*WORK REQUIRED*
Would you transcribe word for word every line from the one containing "pub async fn run(&mut" to the end of the data, both ends included, and leave out the rest?

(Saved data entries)
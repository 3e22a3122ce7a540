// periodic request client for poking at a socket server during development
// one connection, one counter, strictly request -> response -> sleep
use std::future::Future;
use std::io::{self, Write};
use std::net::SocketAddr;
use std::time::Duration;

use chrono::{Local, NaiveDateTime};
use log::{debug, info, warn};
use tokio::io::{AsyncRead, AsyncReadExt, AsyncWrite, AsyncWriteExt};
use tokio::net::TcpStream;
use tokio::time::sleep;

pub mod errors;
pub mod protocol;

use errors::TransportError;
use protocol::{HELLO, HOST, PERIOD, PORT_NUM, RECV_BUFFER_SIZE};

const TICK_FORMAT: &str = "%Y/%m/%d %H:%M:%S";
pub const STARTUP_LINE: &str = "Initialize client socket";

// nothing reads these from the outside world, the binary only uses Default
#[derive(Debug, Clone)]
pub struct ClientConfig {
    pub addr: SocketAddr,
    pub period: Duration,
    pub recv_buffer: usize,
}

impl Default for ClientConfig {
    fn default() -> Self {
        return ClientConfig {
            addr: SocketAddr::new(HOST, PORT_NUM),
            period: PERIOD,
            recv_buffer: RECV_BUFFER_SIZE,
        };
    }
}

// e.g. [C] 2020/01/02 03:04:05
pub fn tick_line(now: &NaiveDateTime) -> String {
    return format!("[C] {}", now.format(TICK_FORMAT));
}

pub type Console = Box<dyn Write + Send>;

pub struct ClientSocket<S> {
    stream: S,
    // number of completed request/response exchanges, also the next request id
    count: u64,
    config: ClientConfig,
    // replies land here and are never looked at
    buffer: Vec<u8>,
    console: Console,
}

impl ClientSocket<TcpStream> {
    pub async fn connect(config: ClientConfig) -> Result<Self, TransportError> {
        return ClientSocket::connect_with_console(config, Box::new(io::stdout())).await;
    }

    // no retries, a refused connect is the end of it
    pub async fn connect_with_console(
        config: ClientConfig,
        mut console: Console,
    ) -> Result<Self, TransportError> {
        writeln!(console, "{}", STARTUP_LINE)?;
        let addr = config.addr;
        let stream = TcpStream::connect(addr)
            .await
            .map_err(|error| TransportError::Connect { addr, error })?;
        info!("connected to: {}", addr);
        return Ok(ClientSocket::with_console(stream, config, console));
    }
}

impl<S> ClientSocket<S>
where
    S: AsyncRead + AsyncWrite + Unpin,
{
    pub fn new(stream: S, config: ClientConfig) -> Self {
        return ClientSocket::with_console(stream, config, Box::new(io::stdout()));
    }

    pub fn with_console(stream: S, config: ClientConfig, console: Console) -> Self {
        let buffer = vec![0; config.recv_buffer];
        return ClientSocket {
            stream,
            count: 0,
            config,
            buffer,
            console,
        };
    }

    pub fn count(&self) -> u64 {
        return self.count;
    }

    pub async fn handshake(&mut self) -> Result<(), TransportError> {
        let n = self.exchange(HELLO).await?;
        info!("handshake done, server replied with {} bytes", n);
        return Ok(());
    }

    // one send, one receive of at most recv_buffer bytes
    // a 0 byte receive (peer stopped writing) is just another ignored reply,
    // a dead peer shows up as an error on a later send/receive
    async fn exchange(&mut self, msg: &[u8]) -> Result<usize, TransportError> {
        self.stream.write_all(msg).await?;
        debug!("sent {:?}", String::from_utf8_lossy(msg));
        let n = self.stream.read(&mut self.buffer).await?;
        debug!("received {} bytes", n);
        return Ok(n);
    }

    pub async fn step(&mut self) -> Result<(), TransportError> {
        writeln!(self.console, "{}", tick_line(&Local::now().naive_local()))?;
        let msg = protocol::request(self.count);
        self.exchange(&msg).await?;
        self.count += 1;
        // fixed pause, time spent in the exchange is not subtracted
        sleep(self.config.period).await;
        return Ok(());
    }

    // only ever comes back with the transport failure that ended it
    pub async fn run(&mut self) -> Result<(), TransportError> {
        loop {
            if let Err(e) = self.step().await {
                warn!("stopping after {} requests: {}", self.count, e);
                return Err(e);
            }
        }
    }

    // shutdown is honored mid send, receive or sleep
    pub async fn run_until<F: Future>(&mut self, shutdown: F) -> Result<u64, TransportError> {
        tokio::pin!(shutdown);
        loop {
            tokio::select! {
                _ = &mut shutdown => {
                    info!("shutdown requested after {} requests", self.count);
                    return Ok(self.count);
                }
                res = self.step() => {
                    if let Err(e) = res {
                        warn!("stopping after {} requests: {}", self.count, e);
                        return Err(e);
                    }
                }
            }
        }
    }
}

*COMPLETED EXERCISE*
    pub async fn run(&mut self) -> Result<(), TransportError> {
        loop {
            if let Err(e) = self.step().await {
                warn!("stopping after {} requests: {}", self.count, e);
                return Err(e);
            }
        }
    }

    // shutdown is honored mid send, receive or sleep
    pub async fn run_until<F: Future>(&mut self, shutdown: F) -> Result<u64, TransportError> {
        tokio::pin!(shutdown);
        loop {
            tokio::select! {
                _ = &mut shutdown => {
                    info!("shutdown requested after {} requests", self.count);
                    return Ok(self.count);
                }
                res = self.step() => {
                    if let Err(e) = res {
                        warn!("stopping after {} requests: {}", self.count, e);
                        return Err(e);
                    }
                }
            }
        }
    }
}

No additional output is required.